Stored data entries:
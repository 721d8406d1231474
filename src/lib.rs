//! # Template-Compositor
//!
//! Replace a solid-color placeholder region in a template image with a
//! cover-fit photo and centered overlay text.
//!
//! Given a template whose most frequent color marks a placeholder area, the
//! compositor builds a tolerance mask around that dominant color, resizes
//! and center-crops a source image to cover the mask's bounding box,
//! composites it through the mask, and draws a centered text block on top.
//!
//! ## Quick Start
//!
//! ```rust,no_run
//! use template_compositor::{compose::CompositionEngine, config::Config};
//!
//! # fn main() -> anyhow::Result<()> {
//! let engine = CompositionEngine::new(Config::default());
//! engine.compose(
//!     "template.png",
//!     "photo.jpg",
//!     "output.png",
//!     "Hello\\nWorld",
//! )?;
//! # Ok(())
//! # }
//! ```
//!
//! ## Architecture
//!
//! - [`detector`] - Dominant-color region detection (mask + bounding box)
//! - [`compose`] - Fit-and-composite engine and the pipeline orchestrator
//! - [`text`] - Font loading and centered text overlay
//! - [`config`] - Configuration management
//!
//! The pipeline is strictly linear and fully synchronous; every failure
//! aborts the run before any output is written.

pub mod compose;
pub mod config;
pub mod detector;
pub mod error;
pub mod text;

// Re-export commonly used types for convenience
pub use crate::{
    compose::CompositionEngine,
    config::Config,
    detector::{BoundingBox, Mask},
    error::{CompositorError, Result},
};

Your assignment: Transcribe the records above exactly.

Response:
repository 721d8406d1231474
filename src/lib.rs
//! # Template-Compositor
//!
//! Replace a solid-color placeholder region in a template image with a
//! cover-fit photo and centered overlay text.
//!
//! Given a template whose most frequent color marks a placeholder area, the
//! compositor builds a tolerance mask around that dominant color, resizes
//! and center-crops a source image to cover the mask's bounding box,
//! composites it through the mask, and draws a centered text block on top.
//!
//! ## Quick Start
//!
//! ```rust,no_run
//! use template_compositor::{compose::CompositionEngine, config::Config};
//!
//! # fn main() -> anyhow::Result<()> {
//! let engine = CompositionEngine::new(Config::default());
//! engine.compose(
//!     "template.png",
//!     "photo.jpg",
//!     "output.png",
//!     "Hello\\nWorld",
//! )?;
//! # Ok(())
//! # }
//! ```
//!
//! ## Architecture
//!
//! - [`detector`] - Dominant-color region detection (mask + bounding box)
//! - [`compose`] - Fit-and-composite engine and the pipeline orchestrator
//! - [`text`] - Font loading and centered text overlay
//! - [`config`] - Configuration management
//!
//! The pipeline is strictly linear and fully synchronous; every failure
//! aborts the run before any output is written.

pub mod compose;
pub mod config;
pub mod detector;
pub mod error;
pub mod text;

// Re-export commonly used types for convenience
pub use crate::{
    compose::CompositionEngine,
    config::Config,
    detector::{BoundingBox, Mask},
    error::{CompositorError, Result},
};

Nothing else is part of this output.